> Work required:
State how many lines in the entries below include the string "impl", and give nothing beyond that number.

(Data entries)

use chrono::Utc;
use sea_orm::{ActiveValue, EntityTrait};

use crate::{error::TestError, TestContext};

impl TestContext {
    pub fn recipes(&self) -> RecipeFixtures<'_> {
        RecipeFixtures { setup: self }
    }
}

pub struct RecipeFixtures<'a> {
    setup: &'a TestContext,
}

impl RecipeFixtures<'_> {
    /// Insert a bare recipe row without ingredient or tag associations.
    pub async fn insert_recipe(
        &self,
        author_id: i32,
        name: &str,
    ) -> Result<entity::recipe::Model, TestError> {
        Ok(entity::prelude::Recipe::insert(entity::recipe::ActiveModel {
            author_id: ActiveValue::Set(author_id),
            name: ActiveValue::Set(name.to_string()),
            image: ActiveValue::Set("data:image/png;base64,aW1n".to_string()),
            text: ActiveValue::Set(format!("How to cook {}", name)),
            cooking_time: ActiveValue::Set(10),
            pub_date: ActiveValue::Set(Utc::now().naive_utc()),
            ..Default::default()
        })
        .exec_with_returning(&self.setup.db)
        .await?)
    }

    /// Insert a recipe together with its ingredient amounts and tags.
    pub async fn insert_composed_recipe(
        &self,
        author_id: i32,
        name: &str,
        ingredients: &[(i32, i32)],
        tag_ids: &[i32],
    ) -> Result<entity::recipe::Model, TestError> {
        let recipe = self.insert_recipe(author_id, name).await?;

        for (ingredient_id, amount) in ingredients {
            entity::prelude::RecipeIngredient::insert(entity::recipe_ingredient::ActiveModel {
                recipe_id: ActiveValue::Set(recipe.id),
                ingredient_id: ActiveValue::Set(*ingredient_id),
                amount: ActiveValue::Set(*amount),
            })
            .exec(&self.setup.db)
            .await?;
        }

        for tag_id in tag_ids {
            entity::prelude::RecipeTag::insert(entity::recipe_tag::ActiveModel {
                recipe_id: ActiveValue::Set(recipe.id),
                tag_id: ActiveValue::Set(*tag_id),
            })
            .exec(&self.setup.db)
            .await?;
        }

        Ok(recipe)
    }

    pub async fn insert_favorite(
        &self,
        user_id: i32,
        recipe_id: i32,
    ) -> Result<entity::favorite::Model, TestError> {
        Ok(
            entity::prelude::Favorite::insert(entity::favorite::ActiveModel {
                user_id: ActiveValue::Set(user_id),
                recipe_id: ActiveValue::Set(recipe_id),
                created_at: ActiveValue::Set(Utc::now().naive_utc()),
            })
            .exec_with_returning(&self.setup.db)
            .await?,
        )
    }

    pub async fn insert_cart_item(
        &self,
        user_id: i32,
        recipe_id: i32,
    ) -> Result<entity::shopping_cart_item::Model, TestError> {
        Ok(
            entity::prelude::ShoppingCartItem::insert(entity::shopping_cart_item::ActiveModel {
                user_id: ActiveValue::Set(user_id),
                recipe_id: ActiveValue::Set(recipe_id),
                created_at: ActiveValue::Set(Utc::now().naive_utc()),
            })
            .exec_with_returning(&self.setup.db)
            .await?,
        )
    }
}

> Reply to the exercise:
2